A note on landslides from Milton Friedman

No matter how it gets started, an economic collapse can grow simply by feeding on itself

Published December 18, 2008 5:16PM (EST)

In these days of Keynesian ascendancy, you don't often see an economist arguing simultaneously for "expansionary macroeconomic policies" (translation: spend, spend spend!) while recommending that we return to Milton Friedman for insight into our current problems.

But that's exactly what Jeffrey Sachs does in his January Scientific American column, "Blackouts and Cascading Failures."

As policy makers now begin to revamp global financial and economic systems, they would be wise to consult the classic analysis of the Great Depression by economists Milton Friedman and Anna Schwartz in "A Monetary History of the United States." "[E]economic collapse," they wrote, "often has the character of a cumulative process. Let it go beyond a certain point, and it will tend for a time to gain strength from its own development as its effects spread and return to intensify the process of collapse. Because no great strength would be required to hold back the rock that starts a landslide, it does not follow that the landslide will not be of major proportions."

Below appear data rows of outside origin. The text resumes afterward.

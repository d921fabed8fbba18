//! Fuzzy status resolution for soul break and limit break effect text
//!
//! Effect text names statuses in square brackets, but the bracketed text
//! rarely matches a status name exactly: scaling values are abbreviated with
//! slashes ("ATK +10%/20%/30%") and status names use placeholders ("+X%",
//! "X%") where the effect text has concrete numbers. Each token is tried
//! against these strategies in order, stopping at the first that resolves.

use super::{MergeContext, MergeDiagnostics, PassStats};
use crate::error::Result;
use crate::model::{Id, Status};
use std::collections::{HashMap, HashSet};
use std::ops::Range;

pub(crate) const STATUSES: &str = "statuses";

/// Every bracketed token in `text`, in order
///
/// A token is the shortest run of at least one character between `[` and
/// `]` with no line break in it.
pub fn status_tokens(text: &str) -> Vec<&str> {
    let bytes = text.as_bytes();
    let mut tokens = Vec::new();
    let mut i = 0;
    while i < bytes.len() {
        if bytes[i] != b'[' {
            i += 1;
            continue;
        }
        match bracket_end(bytes, i) {
            Some(close) => {
                tokens.push(&text[i + 1..close]);
                i = close + 1;
            }
            None => i += 1,
        }
    }
    tokens
}

fn bracket_end(bytes: &[u8], open: usize) -> Option<usize> {
    let first = open + 1;
    match bytes.get(first) {
        None | Some(b'\n') => return None,
        Some(_) => {}
    }
    bytes[first + 1..]
        .iter()
        .position(|&b| b == b']' || b == b'\n')
        .map(|offset| first + 1 + offset)
        .filter(|&close| bytes[close] == b']')
}

fn digit_run(bytes: &[u8], from: usize) -> usize {
    bytes[from.min(bytes.len())..]
        .iter()
        .take_while(|b| b.is_ascii_digit())
        .count()
}

/// Byte ranges of the slash-joined scaling values in `token`, e.g. "10%/20%"
///
/// A run is two or more numeric segments joined by `/`, each segment digits
/// optionally followed by `%`. Runs are found left to right and never overlap.
pub fn scaling_runs(token: &str) -> Vec<Range<usize>> {
    let bytes = token.as_bytes();
    let mut runs = Vec::new();
    let mut start = 0;
    while start < bytes.len() {
        match scaling_run_at(bytes, start) {
            Some(end) => {
                runs.push(start..end);
                start = end;
            }
            None => start += 1,
        }
    }
    runs
}

fn scaling_run_at(bytes: &[u8], start: usize) -> Option<usize> {
    let value_len = |from: usize| {
        bytes[from..]
            .iter()
            .take_while(|&&b| b.is_ascii_digit() || b == b'%')
            .count()
    };

    // start offsets of the "N%/" segments
    let mut segments = Vec::new();
    let mut pos = start;
    loop {
        let digits = digit_run(bytes, pos);
        if digits == 0 {
            break;
        }
        let mut end = pos + digits;
        while bytes.get(end) == Some(&b'%') {
            end += 1;
        }
        if bytes.get(end) != Some(&b'/') {
            break;
        }
        segments.push(pos);
        pos = end + 1;
    }

    if segments.is_empty() {
        return None;
    }
    let tail = value_len(pos);
    if tail > 0 {
        return Some(pos + tail);
    }
    // nothing after the last slash: the last segment becomes the final value
    if segments.len() < 2 {
        return None;
    }
    let last = segments.pop()?;
    Some(last + value_len(last))
}

/// Signed percentages ("+10%", "-20%", "+%"), left to right
pub fn signed_percentage_matches(token: &str) -> Vec<&str> {
    let bytes = token.as_bytes();
    let mut matches = Vec::new();
    let mut i = 0;
    while i < bytes.len() {
        if bytes[i] == b'+' || bytes[i] == b'-' {
            let digits = digit_run(bytes, i + 1);
            let percent = i + 1 + digits;
            if bytes.get(percent) == Some(&b'%') {
                matches.push(&token[i..=percent]);
                i = percent + 1;
                continue;
            }
        }
        i += 1;
    }
    matches
}

/// Unsigned percentages ("30%", "%"), left to right
pub fn percentage_matches(token: &str) -> Vec<&str> {
    let bytes = token.as_bytes();
    let mut matches = Vec::new();
    let mut i = 0;
    while i < bytes.len() {
        let digits = digit_run(bytes, i);
        let percent = i + digits;
        if bytes.get(percent) == Some(&b'%') {
            matches.push(&token[i..=percent]);
            i = percent + 1;
        } else {
            i += digits.max(1);
        }
    }
    matches
}

/// Statuses found in one piece of effect text
#[derive(Debug, Default)]
pub struct StatusResolution<'a> {
    pub statuses: Vec<&'a Status>,
    /// Tokens no strategy could resolve, as written
    pub missing: Vec<String>,
}

/// Name index over the status collection
#[derive(Debug)]
pub struct StatusResolver<'a> {
    statuses: &'a [Status],
    by_name: HashMap<&'a str, usize>,
}

impl<'a> StatusResolver<'a> {
    pub fn new(statuses: &'a [Status]) -> Self {
        let mut by_name = HashMap::new();
        for (index, status) in statuses.iter().enumerate() {
            let name = status.common_name.trim();
            if !name.is_empty() {
                by_name.entry(name).or_insert(index);
            }
        }
        Self { statuses, by_name }
    }

    /// Exact match on the trimmed name
    fn find(&self, name: &str) -> Option<&'a Status> {
        let statuses = self.statuses;
        self.by_name.get(name.trim()).map(|&index| &statuses[index])
    }

    /// Resolve a single bracketed token; empty when nothing matched
    pub fn resolve_token(&self, token: &str) -> Vec<&'a Status> {
        if let Some(status) = self.find(token) {
            return vec![status];
        }

        if token.contains('/') {
            if let [run] = scaling_runs(token).as_slice() {
                let begin = &token[..run.start];
                let end = &token[run.end..];
                let expanded: Vec<_> = token[run.clone()]
                    .split('/')
                    .filter_map(|piece| self.find(&format!("{}{}{}", begin, piece, end)))
                    .collect();
                if !expanded.is_empty() {
                    return expanded;
                }
            }
        }

        for value in signed_percentage_matches(token) {
            if let Some(status) = self.find(&token.replace(value, "+X%")) {
                return vec![status];
            }
        }
        for value in percentage_matches(token) {
            if let Some(status) = self.find(&token.replace(value, "X%")) {
                return vec![status];
            }
        }

        Vec::new()
    }

    /// Resolve every bracketed token in `text`
    pub fn resolve(&self, text: &str) -> StatusResolution<'a> {
        let mut resolution = StatusResolution::default();
        for token in status_tokens(text) {
            let found = self.resolve_token(token);
            if found.is_empty() {
                resolution.missing.push(token.to_string());
            } else {
                resolution.statuses.extend(found);
            }
        }
        resolution
    }

    /// `resolve`, plus the statuses named in each resolved status's own
    /// effect text (one level deep), deduplicated by id in first-seen order
    pub fn resolve_with_inner(&self, text: &str) -> StatusResolution<'a> {
        let outer = self.resolve(text);
        let mut missing = outer.missing;
        let mut all = outer.statuses.clone();

        for status in &outer.statuses {
            let inner = self.resolve(&status.effects);
            all.extend(inner.statuses);
            missing.extend(inner.missing);
        }

        let mut seen: HashSet<Id> = HashSet::new();
        all.retain(|status| seen.insert(status.id));
        StatusResolution {
            statuses: all,
            missing,
        }
    }
}

fn attach(
    resolution: StatusResolution<'_>,
    record: &str,
    diagnostics: &mut MergeDiagnostics,
    stats: &mut PassStats,
) -> Vec<Status> {
    if !resolution.statuses.is_empty() {
        stats.touched += 1;
        tracing::debug!(record, count = resolution.statuses.len(), "wired up statuses");
    }
    if !resolution.missing.is_empty() {
        stats.unresolved += 1;
    }
    for token in &resolution.missing {
        diagnostics.record_missing_status(token);
    }
    resolution.statuses.into_iter().cloned().collect()
}

/// Statuses → SoulBreak and LimitBreak
pub(crate) fn wire_statuses(ctx: &mut MergeContext) -> Result<PassStats> {
    let mut stats = PassStats::new(STATUSES);
    let graph = &mut ctx.graph;
    let diagnostics = &mut ctx.diagnostics;
    let resolver = StatusResolver::new(&graph.statuses);

    for soul_break in graph.soul_breaks.iter_mut() {
        let resolution = resolver.resolve_with_inner(&soul_break.action.effects);
        soul_break.statuses = attach(resolution, &soul_break.description, diagnostics, &mut stats);
    }
    for limit_break in graph.limit_breaks.iter_mut() {
        let resolution = resolver.resolve_with_inner(&limit_break.action.effects);
        limit_break.statuses = attach(resolution, &limit_break.description, diagnostics, &mut stats);
    }

    Ok(stats)
}

#[cfg(test)]
mod tests {
    use super::*;
    use crate::config::MergeOptions;
    use crate::fixtures;

    fn statuses(names: &[(&str, &str)]) -> Vec<Status> {
        (1..)
            .zip(names)
            .map(|(id, (name, effects))| Status {
                id,
                description: name.to_string(),
                common_name: name.to_string(),
                effects: effects.to_string(),
                ..Default::default()
            })
            .collect()
    }

    fn names(found: &[&Status]) -> Vec<String> {
        found.iter().map(|s| s.common_name.clone()).collect()
    }

    #[test]
    fn test_status_tokens() {
        assert_eq!(status_tokens("Grants [Haste] and [Protect], []"), vec!["Haste", "Protect"]);
        assert_eq!(status_tokens("[a\nb] then [Shell]"), vec!["Shell"]);
        assert_eq!(status_tokens("no brackets here"), Vec::<&str>::new());
        assert_eq!(status_tokens("[Blink 1] [unclosed"), vec!["Blink 1"]);
    }

    #[test]
    fn test_scaling_runs() {
        assert_eq!(scaling_runs("ATK/DEF +10%/20%"), vec![9..16]);
        assert_eq!(scaling_runs("3/4 and 5%/6%"), vec![0..3, 8..13]);
        assert_eq!(scaling_runs("1/2/"), vec![0..3]);
        assert!(scaling_runs("10%/x").is_empty());
        assert!(scaling_runs("ATK/DEF").is_empty());
    }

    #[test]
    fn test_percentage_matches() {
        assert_eq!(signed_percentage_matches("ATK +10%, DEF -%, MAG +x%"), vec!["+10%", "-%"]);
        assert_eq!(percentage_matches("Imperil Fire 30% and 5a%"), vec!["30%", "%"]);
    }

    #[test]
    fn test_exact_match_trims() {
        let all = statuses(&[("Haste", ""), ("  Protect ", "")]);
        let resolver = StatusResolver::new(&all);

        let resolution = resolver.resolve("[Haste] [ Protect]");
        assert_eq!(names(&resolution.statuses), vec!["Haste", "  Protect "]);
        assert!(resolution.missing.is_empty());
    }

    #[test]
    fn test_slash_scaling_expands_into_each_value() {
        let all = statuses(&[("ATK/DEF +10%", ""), ("ATK/DEF +20%", ""), ("ATK +10%", "")]);
        let resolver = StatusResolver::new(&all);

        let found = resolver.resolve_token("ATK/DEF +10%/20%");
        assert_eq!(names(&found), vec!["ATK/DEF +10%", "ATK/DEF +20%"]);
    }

    #[test]
    fn test_failed_scaling_falls_through_to_raw_token() {
        let all = statuses(&[("Reraise 1/2 +X%", "")]);
        let resolver = StatusResolver::new(&all);

        let found = resolver.resolve_token("Reraise 1/2 +30%");
        assert_eq!(names(&found), vec!["Reraise 1/2 +X%"]);
    }

    #[test]
    fn test_percentage_placeholders() {
        let all = statuses(&[("DEF and RES +X%", ""), ("Imperil Fire X%", "")]);
        let resolver = StatusResolver::new(&all);

        assert_eq!(names(&resolver.resolve_token("DEF and RES +200%")), vec!["DEF and RES +X%"]);
        assert_eq!(names(&resolver.resolve_token("Imperil Fire 30%")), vec!["Imperil Fire X%"]);
        assert!(resolver.resolve_token("Imperil Ice 30%").is_empty());
    }

    #[test]
    fn test_inner_statuses_deduplicated_in_first_seen_order() {
        let all = statuses(&[
            ("Haste", ""),
            ("Attack Boost", "Grants [Haste] and [Protect]"),
            ("Protect", ""),
        ]);
        let resolver = StatusResolver::new(&all);

        let resolution = resolver.resolve_with_inner("[Haste], [Attack Boost]");
        assert_eq!(names(&resolution.statuses), vec!["Haste", "Attack Boost", "Protect"]);
    }

    #[test]
    fn test_unknown_token_is_reported_once() {
        let mut graph = fixtures::sample_graph();
        graph.soul_breaks[0].action.effects = "[Haste] [Unknown Buff Xyz]".to_string();
        graph.limit_breaks[0].action.effects = "[Unknown Buff Xyz]".to_string();
        let mut ctx = MergeContext::new(graph, MergeOptions::default());

        let stats = wire_statuses(&mut ctx).unwrap();

        assert_eq!(ctx.diagnostics.missing_statuses, vec!["Unknown Buff Xyz"]);
        assert_eq!(stats.unresolved, 2);
        let soul_break = &ctx.graph.soul_breaks[0];
        assert_eq!(soul_break.statuses.len(), 1);
        assert_eq!(soul_break.statuses[0].common_name, "Haste");
        assert!(ctx.graph.limit_breaks[0].statuses.is_empty());
    }
}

The rock, in this case, would be the popping of the housing bubble, an inevitable event that by itself, did not necessarily imply a global economic crash. But the cascading failures that have rippled out from that initial disturbance truly qualify as a landslide of major proportions.

What Sachs does not say, although it is implicit in his call for major expansionary monetary and fiscal policy throughout the world, is that it is a heck of lot harder to stop a landslide than to start one.